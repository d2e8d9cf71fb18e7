use axum::{
    extract::{rejection::JsonRejection, State},
    Json,
};
use data_model::Visibility;
use opentelemetry::KeyValue;

use super::RouteState;
use crate::{
    http_objects::{ApiError, PresignUploadRequest, PresignUploadResponse},
    metrics::Timer,
};

/// Create a presigned upload URL for a blob
#[utoipa::path(
    post,
    path = "/blob/presign",
    request_body = PresignUploadRequest,
    tag = "blobs",
    responses(
        (status = 200, description = "presigned upload url issued", body = PresignUploadResponse),
        (status = 400, description = "invalid identifier or request body", body = ApiError),
        (status = 401, description = "rejected by the authorization layer in front of the gateway", body = ApiError),
        (status = 503, description = "store does not support presigned uploads", body = ApiError),
        (status = INTERNAL_SERVER_ERROR, description = "unable to issue presigned url", body = ApiError)
    ),
)]
pub async fn presign_upload(
    State(state): State<RouteState>,
    payload: Result<Json<PresignUploadRequest>, JsonRejection>,
) -> Result<Json<PresignUploadResponse>, ApiError> {
    let timer_kvs = &[KeyValue::new("op", "presign")];
    let _timer = Timer::start_with_labels(&state.metrics.request_latency, timer_kvs);

    let Json(request) = payload.map_err(|err| ApiError::bad_request(&err.body_text()))?;

    let signed = state
        .gateway
        .presign_upload(
            &request.namespace,
            &request.key,
            request.content_type,
            request.size,
            Visibility::from_public_flag(request.is_public),
        )
        .await?;

    state.metrics.presigned_uploads.add(1, &[]);

    Ok(Json(PresignUploadResponse {
        upload_url: signed.url,
        expires_at: signed.expires_at,
    }))
}
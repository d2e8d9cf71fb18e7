use tracing::error;
use tracing_subscriber::{layer::SubscriberExt, Layer};

use crate::config::DepotConfig;

pub fn get_env_filter() -> tracing_subscriber::EnvFilter {
    // RUST_LOG used to control logging level.
    tracing_subscriber::EnvFilter::try_from_default_env().unwrap_or_else(|_| {
        tracing_subscriber::EnvFilter::default()
            .add_directive(tracing_subscriber::filter::LevelFilter::INFO.into())
    })
}

pub fn get_log_layer<S>(config: &DepotConfig) -> Box<dyn Layer<S> + Send + Sync>
where
    S: for<'a> tracing_subscriber::registry::LookupSpan<'a>,
    S: tracing::Subscriber,
{
    if config.structured_logging {
        return Box::new(tracing_subscriber::fmt::layer().json().flatten_event(true));
    }

    Box::new(tracing_subscriber::fmt::layer().compact())
}

pub fn setup_tracing(config: &DepotConfig) {
    let env_filter_layer = get_env_filter();
    let log_layer = get_log_layer(config);
    let subscriber =
        tracing_subscriber::Registry::default().with(log_layer.with_filter(env_filter_layer));

    if let Err(e) = tracing::subscriber::set_global_default(subscriber) {
        error!("logger was already initiated, continuing: {:?}", e);
    }
}
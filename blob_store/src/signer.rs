use std::time::Duration;

use async_trait::async_trait;
use aws_config::BehaviorVersion;
use aws_sdk_s3::{config::Region, presigning::PresigningConfig, Client as S3Client};
use jiff::Timestamp;
use object_store::path::Path;

use crate::{BlobError, BlobResult};

/// Validity window of every signed upload URL. Fixed; expired URLs are
/// rejected by the object store itself.
pub const UPLOAD_URL_EXPIRY: Duration = Duration::from_secs(60 * 60);

/// A time-boxed URL a client can PUT bytes to without going through the
/// gateway.
#[derive(Debug, Clone)]
pub struct SignedUrl {
    pub url: String,
    pub expires_at: Timestamp,
}

/// Produces time-limited upload URLs scoped to a single object key,
/// content type and declared length.
#[async_trait]
pub trait UrlSigner: Send + Sync {
    async fn signed_upload_url(
        &self,
        key: &str,
        content_type: &str,
        size: u64,
    ) -> BlobResult<SignedUrl>;
}

/// Signs S3 PUT URLs with the credentials from the ambient AWS config.
pub struct S3UrlSigner {
    client: S3Client,
    bucket: String,
    base: Path,
}

impl S3UrlSigner {
    pub async fn from_store_url(url: &str, region: Option<String>) -> BlobResult<Self> {
        let (bucket, prefix) = parse_s3_url(url)?;
        let mut loader = aws_config::defaults(BehaviorVersion::latest());
        if let Some(region) = region {
            loader = loader.region(Region::new(region));
        }
        let aws_config = loader.load().await;
        Ok(Self {
            client: S3Client::new(&aws_config),
            bucket,
            base: Path::from(prefix),
        })
    }

    /// Composes the full object key the same way the storage layer does, so
    /// the signed URL and a later gateway read target the same object.
    fn object_key(&self, key: &str) -> String {
        self.base.child(key).to_string()
    }
}

#[async_trait]
impl UrlSigner for S3UrlSigner {
    async fn signed_upload_url(
        &self,
        key: &str,
        content_type: &str,
        size: u64,
    ) -> BlobResult<SignedUrl> {
        let presigning_config =
            PresigningConfig::expires_in(UPLOAD_URL_EXPIRY).map_err(|err| BlobError::Presign {
                reason: format!("failed to create presigning config: {}", err),
            })?;
        let expires_at = Timestamp::now() + UPLOAD_URL_EXPIRY;
        let presigned = self
            .client
            .put_object()
            .bucket(&self.bucket)
            .key(self.object_key(key))
            .content_type(content_type)
            .content_length(size as i64)
            .presigned(presigning_config)
            .await
            .map_err(|err| BlobError::Presign {
                reason: format!("failed to generate presigned PUT URL: {}", err),
            })?;
        Ok(SignedUrl {
            url: presigned.uri().to_string(),
            expires_at,
        })
    }
}

/// Hands out plain file URLs for filesystem-backed stores. Only meaningful
/// when the client shares the gateway's filesystem, which is the local
/// deployment this store backing is for.
pub struct LocalUrlSigner {
    base_url: String,
}

impl LocalUrlSigner {
    pub fn new(store_url: &str) -> Self {
        Self {
            base_url: store_url.trim_end_matches('/').to_string(),
        }
    }
}

#[async_trait]
impl UrlSigner for LocalUrlSigner {
    async fn signed_upload_url(
        &self,
        key: &str,
        _content_type: &str,
        _size: u64,
    ) -> BlobResult<SignedUrl> {
        let encoded = Path::from("").child(key);
        Ok(SignedUrl {
            url: format!("{}/{}", self.base_url, encoded),
            expires_at: Timestamp::now() + UPLOAD_URL_EXPIRY,
        })
    }
}

fn parse_s3_url(url: &str) -> BlobResult<(String, String)> {
    let without_scheme = url.strip_prefix("s3://").ok_or_else(|| BlobError::InvalidUri {
        uri: url.to_string(),
        reason: "must start with s3://".to_string(),
    })?;
    let mut parts = without_scheme.splitn(2, '/');
    let bucket = parts.next().unwrap_or_default().to_string();
    if bucket.is_empty() {
        return Err(BlobError::InvalidUri {
            uri: url.to_string(),
            reason: "missing bucket".to_string(),
        });
    }
    let prefix = parts
        .next()
        .map(|p| p.trim_end_matches('/').to_string())
        .unwrap_or_default();
    Ok((bucket, prefix))
}
use axum::{
    http::StatusCode,
    response::{IntoResponse, Response},
    Json,
};
use data_model::BlobMetadata;
use jiff::Timestamp;
use serde::{Deserialize, Serialize};
use tracing::error;
use utoipa::{IntoParams, ToSchema};

use crate::gateway::{BlobReference, GatewayError};

/// Error body returned by every failing endpoint: a numeric code matching
/// the HTTP status plus a human-readable message. Success responses never
/// carry these fields.
#[derive(Debug, ToSchema, Serialize, Deserialize)]
pub struct ApiError {
    #[serde(skip)]
    status_code: StatusCode,
    code: u16,
    message: String,
}

impl ApiError {
    pub fn new(status_code: StatusCode, message: &str) -> Self {
        Self {
            status_code,
            code: status_code.as_u16(),
            message: message.to_string(),
        }
    }

    pub fn bad_request(message: &str) -> Self {
        Self::new(StatusCode::BAD_REQUEST, message)
    }

    pub fn internal_error_str(message: &str) -> Self {
        Self::new(StatusCode::INTERNAL_SERVER_ERROR, message)
    }
}

impl IntoResponse for ApiError {
    fn into_response(self) -> Response {
        error!("API Error: {} - {}", self.status_code, self.message);
        let status_code = self.status_code;
        (status_code, Json(self)).into_response()
    }
}

impl From<GatewayError> for ApiError {
    fn from(err: GatewayError) -> Self {
        let status_code = match &err {
            GatewayError::InvalidIdentifier(_)
            | GatewayError::EmptyPayload
            | GatewayError::InvalidRequest(_) => StatusCode::BAD_REQUEST,
            GatewayError::BlobNotFound { .. } | GatewayError::ObjectNotFound { .. } => {
                StatusCode::NOT_FOUND
            }
            GatewayError::SigningUnavailable => StatusCode::SERVICE_UNAVAILABLE,
            GatewayError::StorageUnavailable(_) => StatusCode::INTERNAL_SERVER_ERROR,
        };
        ApiError::new(status_code, &err.to_string())
    }
}

/// Query parameters for direct upload.
#[derive(Debug, Serialize, Deserialize, IntoParams)]
#[serde(rename_all = "camelCase")]
pub struct UploadQuery {
    /// Store the blob in the public store. Defaults to private.
    #[serde(default)]
    pub is_public: bool,
}

#[derive(Debug, Serialize, Deserialize, ToSchema)]
#[serde(rename_all = "camelCase")]
pub struct PresignUploadRequest {
    pub namespace: String,
    pub key: String,
    #[serde(default)]
    pub content_type: Option<String>,
    /// Declared payload size in bytes. Must be positive.
    pub size: i64,
    #[serde(default)]
    pub is_public: bool,
}

#[derive(Debug, Serialize, Deserialize, ToSchema)]
#[serde(rename_all = "camelCase")]
pub struct PresignUploadResponse {
    pub upload_url: String,
    #[schema(value_type = String)]
    pub expires_at: Timestamp,
}

#[derive(Debug, Serialize, Deserialize, ToSchema)]
pub struct ReferenceRequest {
    pub namespace: String,
    pub key: String,
}

#[derive(Debug, Serialize, Deserialize, ToSchema)]
pub struct ReferenceResponse {
    pub url: String,
    pub metadata: BlobMetadata,
}

impl From<BlobReference> for ReferenceResponse {
    fn from(reference: BlobReference) -> Self {
        Self {
            url: reference.url,
            metadata: reference.metadata,
        }
    }
}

* REQUIRED WORK
Show all lines from the entries that hold "Option".

* YOUR RESPONSE
    pub async fn from_store_url(url: &str, region: Option<String>) -> BlobResult<Self> {
    pub content_type: Option<String>,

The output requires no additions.